A health FSA is a great way to save money because it allows participants to pay for eligible health care expenses not covered by their health plan. The portion of a participant’s paycheck that is put toward a health FSA is taken out before federal income taxes, social security taxes, and in most cases state income taxes. In the past, unused amounts in a health FSA at the end of a plan year (or applicable grace period) would be forfeited.
If an employer chooses to adopt the carryover, then they must amend his or her Section 125 cafeteria plan to allow the carryover prior to the end of the plan year in which the carryover will occur. If applicable, employers must also amend their plans to remove any grace period that applies to the health FSA before the start of the plan year in which the carryover will be available.

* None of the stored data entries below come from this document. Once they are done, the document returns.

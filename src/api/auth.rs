//! Bearer token authentication.
//!
//! Callers authenticate with `Authorization: Bearer <token>`; the token must
//! be one of the configured `auth.tokens`.

use axum::http::HeaderMap;
use std::collections::HashSet;

use crate::core::error::Result;
use crate::core::AppError;

/// Extract Bearer token from Authorization header.
///
/// The scheme is matched case-insensitively.
pub fn extract_bearer(headers: &HeaderMap) -> Option<&str> {
    headers
        .get("authorization")
        .and_then(|v| v.to_str().ok())
        .and_then(|s| s.split_once(' '))
        .filter(|(scheme, _)| scheme.eq_ignore_ascii_case("bearer"))
        .map(|(_, token)| token.trim())
        .filter(|token| !token.is_empty())
}

/// Verify that the request carries a configured bearer token.
///
/// # Returns
///
/// * `Ok(())` - token is in the configured set
/// * `Err(AppError::Unauthorized)` - header missing, malformed or unknown token
pub fn verify_bearer(headers: &HeaderMap, tokens: &HashSet<String>) -> Result<()> {
    let Some(token) = extract_bearer(headers) else {
        tracing::warn!("Missing or malformed authorization header");
        return Err(AppError::Unauthorized);
    };

    if tokens.contains(token) {
        Ok(())
    } else {
        tracing::warn!("Invalid token attempted");
        Err(AppError::Unauthorized)
    }
}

Due to the timing late in the year, the IRS has granted special relief for 2013 that allows a cafeteria plan to be amended to adopt the carryover provision for a plan year that begins in 2013 at any time on or before the last day of the plan year that begins in 2014 (or by December 31, 2014 for calendar year cafeteria plans). For those wishing to incorporate the carryover option for the 2013 plan year, there is some time left (up until the end of the 2014 plan year). However, it’s important to note that if your plan currently has a grace period, it needs to be eliminated by the end of the 2013 plan year.
There are pros and cons for employers to consider. For example, participants with year-end balances greater than $500 might benefit from the grace period option with a greater cap ($2,500), while those with balances less than $500 might find value in the carryover option. Employers should review employees’ health FSA balances in order to assess which option would be best: either the carryover or grace period, or an FSA with neither of these options.
Regardless of which option employers choose, they should consider working with a provider that can offer the expertise needed to ensure proper implementation.